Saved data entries
###

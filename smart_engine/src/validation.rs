//! Load-time diagnostics for rule and waypoint rows.
//!
//! A [`Rejection`] drops the row it was raised for; a [`Warning`] is advisory
//! and the row stays in the table. Both carry the text that ends up in the log,
//! and both are collected into a [`LoadReport`] so callers (and tests) can see
//! *why* a row was dropped rather than only that it was.

use std::fmt;

use serde::{Serialize, Serializer};
use thiserror::Error;

use smart_data::RuleRowDef;

use crate::loader::spell_index::HelperKind;
use crate::script::{EventKind, SmartRule, SourceKind, TargetKind};

/// Reason a rule row was dropped.
#[derive(Debug, Clone, PartialEq, Eq, Error)]
pub enum Rejection {
    #[error("invalid source_type ({0})")]
    UnknownSourceKind(u8),
    #[error("not yet implemented source_type {0}")]
    UnimplementedSourceKind(u8),
    #[error("{what} ({id}) does not exist")]
    OwnerNotFound { what: &'static str, id: u32 },
    #[error("{what} ({id}) is not using {expected}")]
    OwnerWrongAi {
        what: &'static str,
        id: u32,
        expected: &'static str,
    },
    #[error("{script} owner key {owner} cannot be negative")]
    NegativeOwner { script: SourceKind, owner: i32 },
    #[error("invalid event type ({0})")]
    UnknownEventKind(u8),
    #[error("invalid action type ({0})")]
    UnknownActionKind(u8),
    #[error("invalid target type ({0})")]
    UnknownTargetKind(u8),
    #[error("event type {event} can not be used for script type {script}")]
    EventNotAllowedForSource { event: EventKind, script: SourceKind },
    #[error("invalid phase mask ({0:#x})")]
    InvalidPhaseMask(u8),
    #[error("invalid event flags ({0:#x})")]
    InvalidEventFlags(u8),
    #[error("event chance {0} is above 100")]
    ChanceOutOfRange(u8),
    #[error("event {0} is linking self (infinite loop)")]
    SelfLink(u16),
    #[error("event id {0} is already used in this chain")]
    DuplicateRuleId(u16),
    #[error("uses non-existent {what} {id}")]
    MissingReference { what: &'static str, id: u32 },
    #[error("min ({min}) is greater than max ({max})")]
    MinGreaterThanMax { min: u32, max: u32 },
    #[error("pct value {0} is above 100")]
    PercentOutOfRange(u32),
    #[error("attempts to use phase {0}, phases stop at {max}", max = crate::script::event::PHASE_MAX - 1)]
    PhaseOutOfRange(u32),
    #[error("{0} must not be zero")]
    ZeroValue(&'static str),
    #[error("did not provide {0}")]
    MissingAlternative(&'static str),
    #[error("provided both halves of {0}")]
    ConflictingAlternatives(&'static str),
    #[error("uses invalid {field} {value}")]
    InvalidValue { field: &'static str, value: u32 },
    #[error("uses incompatible target type {0}")]
    IncompatibleTarget(TargetKind),
    #[error("uses spell {spell} with invalid school mask {school:#x}")]
    SpellSchoolMismatch { spell: u32, school: u32 },
    #[error("special flags for quest {0} do not include EXPLORATION_OR_EVENT")]
    QuestNotExplorationEvent(u32),
}

/// Integrity problem that does not drop the row.
#[derive(Debug, Clone, PartialEq, Error)]
pub enum Warning {
    #[error("has abs(target.o = {0}) > 2*PI (orientation is expressed in radians)")]
    OrientationOutOfRange(f32),
    #[error("there is a {helper} spell for entry {id} (spell {spell}, effect {effect})")]
    RedundantSpellEffect {
        helper: HelperKind,
        id: u32,
        spell: u32,
        effect: u8,
    },
    #[error("kill credit effect of spell {spell} (effect {effect}) targets the caster")]
    KillCreditTargetsCaster { spell: u32, effect: u8 },
    #[error("link event {0} not found or invalid")]
    DanglingLink(u16),
    #[error("link source event not found or invalid, event will never trigger")]
    UnreachableLinkEvent,
    #[error("path entry {path}, unexpected point id {found}, expected {expected}")]
    WaypointGap { path: u32, expected: u32, found: u32 },
}

/// Enough of a row to find it again in storage.
#[derive(Debug, Clone, Copy, PartialEq, Eq, Serialize)]
pub struct RowContext {
    pub owner: i32,
    pub source_type: u8,
    pub id: u16,
    pub link: u16,
    pub event_type: u8,
    pub action_type: u8,
    pub target_type: u8,
}

impl From<&RuleRowDef> for RowContext {
    fn from(row: &RuleRowDef) -> Self {
        Self {
            owner: row.owner_key,
            source_type: row.source_type,
            id: row.id,
            link: row.link,
            event_type: row.event_type,
            action_type: row.action_type,
            target_type: row.target_type,
        }
    }
}

impl From<&SmartRule> for RowContext {
    fn from(rule: &SmartRule) -> Self {
        Self {
            owner: rule.owner,
            source_type: rule.source as u8,
            id: rule.id,
            link: rule.link,
            event_type: rule.event_kind() as u8,
            action_type: rule.action_kind() as u8,
            target_type: rule.target_kind() as u8,
        }
    }
}

impl fmt::Display for RowContext {
    fn fmt(&self, f: &mut fmt::Formatter<'_>) -> fmt::Result {
        write!(
            f,
            "Entry {} SourceType {} Event {} (type {}) Action {} Target {}",
            self.owner, self.source_type, self.id, self.event_type, self.action_type, self.target_type
        )
    }
}

/// A rejection or warning tied to the row that raised it.
#[derive(Debug, Clone, PartialEq, Serialize)]
#[serde(bound(serialize = ""))]
pub struct Diagnostic<T: fmt::Display> {
    pub row: RowContext,
    #[serde(serialize_with = "serialize_display")]
    pub reason: T,
}

impl<T: fmt::Display> fmt::Display for Diagnostic<T> {
    fn fmt(&self, f: &mut fmt::Formatter<'_>) -> fmt::Result {
        write!(f, "{}: {}", self.row, self.reason)
    }
}

fn serialize_display<T: fmt::Display, S: Serializer>(value: &T, serializer: S) -> Result<S::Ok, S::Error> {
    serializer.collect_str(value)
}

/// Outcome of one rule-load pass.
#[derive(Debug, Clone, Default, Serialize)]
pub struct LoadReport {
    /// Distinct `(source, owner)` chains created.
    pub entities: usize,
    /// Rows retained across all chains.
    pub rules: usize,
    pub rejected: Vec<Diagnostic<Rejection>>,
    pub warnings: Vec<Diagnostic<Warning>>,
}

impl LoadReport {
    pub fn rejected_ids(&self, owner: i32) -> impl Iterator<Item = u16> + '_ {
        self.rejected
            .iter()
            .filter(move |diag| diag.row.owner == owner)
            .map(|diag| diag.row.id)
    }

    /// True when any rejection for the given owner and rule id matches `pred`.
    pub fn was_rejected_for(&self, owner: i32, id: u16, pred: impl Fn(&Rejection) -> bool) -> bool {
        self.rejected
            .iter()
            .any(|diag| diag.row.owner == owner && diag.row.id == id && pred(&diag.reason))
    }
}

/// Outcome of one waypoint-load pass.
#[derive(Debug, Clone, Default, Serialize)]
pub struct WaypointReport {
    pub paths: usize,
    pub points: usize,
    #[serde(serialize_with = "serialize_display_list")]
    pub gaps: Vec<Warning>,
}

fn serialize_display_list<S: Serializer>(values: &[Warning], serializer: S) -> Result<S::Ok, S::Error> {
    serializer.collect_seq(values.iter().map(ToString::to_string))
}

#[cfg(test)]
mod tests {
    use super::*;

    #[test]
    fn rejection_text_reads_like_a_log_line() {
        let reason = Rejection::MissingReference { what: "spell", id: 133 };
        assert_eq!(reason.to_string(), "uses non-existent spell 133");
        assert_eq!(
            Rejection::PhaseOutOfRange(9).to_string(),
            "attempts to use phase 9, phases stop at 6"
        );
    }

    #[test]
    fn diagnostic_serializes_reason_as_text() {
        let row = RuleRowDef {
            owner_key: 42,
            id: 3,
            ..RuleRowDef::default()
        };
        let diag = Diagnostic {
            row: RowContext::from(&row),
            reason: Rejection::SelfLink(3),
        };
        let json = serde_json::to_value(&diag).expect("serialize");
        assert_eq!(json["row"]["owner"], 42);
        assert_eq!(json["reason"], "event 3 is linking self (infinite loop)");
    }

    #[test]
    fn waypoint_gap_message_names_both_ids() {
        let warning = Warning::WaypointGap {
            path: 7,
            expected: 2,
            found: 3,
        };
        assert_eq!(warning.to_string(), "path entry 7, unexpected point id 3, expected 2");
    }
}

###

▶ _WORK INSTRUCTION_: The line containing "use thiserror::Error;" marks the end: copy exactly every line from the top of the data above down to it, that line included.

▶ _TASK RESULT_:
filename smart_engine/src/validation.rs
//! Load-time diagnostics for rule and waypoint rows.
//!
//! A [`Rejection`] drops the row it was raised for; a [`Warning`] is advisory
//! and the row stays in the table. Both carry the text that ends up in the log,
//! and both are collected into a [`LoadReport`] so callers (and tests) can see
//! *why* a row was dropped rather than only that it was.

use std::fmt;

use serde::{Serialize, Serializer};
use thiserror::Error;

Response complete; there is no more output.